• Kino
  • Mapa
  • Ogłoszenia
  • Forum
  • Komunikacja
  • Raport

Wehikuł czasu na Politechnice Gdańskiej

Marzena Klimowicz-Sikorska
30 września 2010 (artykuł sprzed 13 lat) 
Najnowszy artykuł na ten temat Startuje budowa Centrum Ekoinnowacji PG
Audytorium Chemiczne na Politechnice Gdańskiej wygląda dokładnie tak, jak w 1904 r. Audytorium Chemiczne na Politechnice Gdańskiej wygląda dokładnie tak, jak w 1904 r.
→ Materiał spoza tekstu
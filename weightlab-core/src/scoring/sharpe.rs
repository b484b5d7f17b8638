//! Annualized Sharpe-like ratio from daily close-to-close returns.

use std::collections::BTreeMap;

use serde::{Deserialize, Serialize};

use super::metrics::MetricDirection;
use super::normalize::normalize_map;
use crate::domain::{bar, AssetData};
use crate::indicators::series::{mean, pct_change, sample_std};

#[derive(Debug, Clone, Copy, PartialEq, Serialize, Deserialize)]
#[serde(default)]
pub struct SharpeConfig {
    /// Annual risk-free rate as a fraction.
    pub risk_free_rate: f64,
    pub periods_per_year: u32,
}

impl Default for SharpeConfig {
    fn default() -> Self {
        Self {
            risk_free_rate: 0.01,
            periods_per_year: 252,
        }
    }
}

impl SharpeConfig {
    pub fn daily_risk_free(&self) -> f64 {
        (1.0 + self.risk_free_rate).powf(1.0 / self.periods_per_year as f64) - 1.0
    }
}

/// `mean(excess) / std(excess) * sqrt(periods)` over the close series.
///
/// `None` with fewer than two returns or zero dispersion.
pub fn sharpe_ratio(closes: &[f64], config: &SharpeConfig) -> Option<f64> {
    let rf = config.daily_risk_free();
    let excess: Vec<f64> = pct_change(closes)
        .into_iter()
        .filter(|r| r.is_finite())
        .map(|r| r - rf)
        .collect();
    let std = sample_std(&excess)?;
    if std == 0.0 {
        return None;
    }
    let ratio = mean(&excess)? / std * (config.periods_per_year as f64).sqrt();
    ratio.is_finite().then_some(ratio)
}

pub fn score_sharpe(assets: &[AssetData], config: &SharpeConfig) -> BTreeMap<String, f64> {
    let raw: BTreeMap<String, f64> = assets
        .iter()
        .filter_map(|a| {
            sharpe_ratio(&bar::closes(&a.bars), config).map(|s| (a.symbol.clone(), s))
        })
        .collect();
    normalize_map(&raw, MetricDirection::HigherIsBetter)
}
Kałamarze na ławkach, oryginalne wyposażenie laboratoryjne, zdobione krzesła i tablica z układem okresowym pierwiastków z 1904r. - audytorium na Wydziale Chemicznym na Politechnice Gdańskiej odzyskało swój wygląd sprzed ponad stu lat. Sala czekała przeszło 10 lat na renowację, by w końcu wyglądać tak, jak by była wyjęta z minionej epoki.



Czy uczelnie powinny inwestować w zabytkowe budynki?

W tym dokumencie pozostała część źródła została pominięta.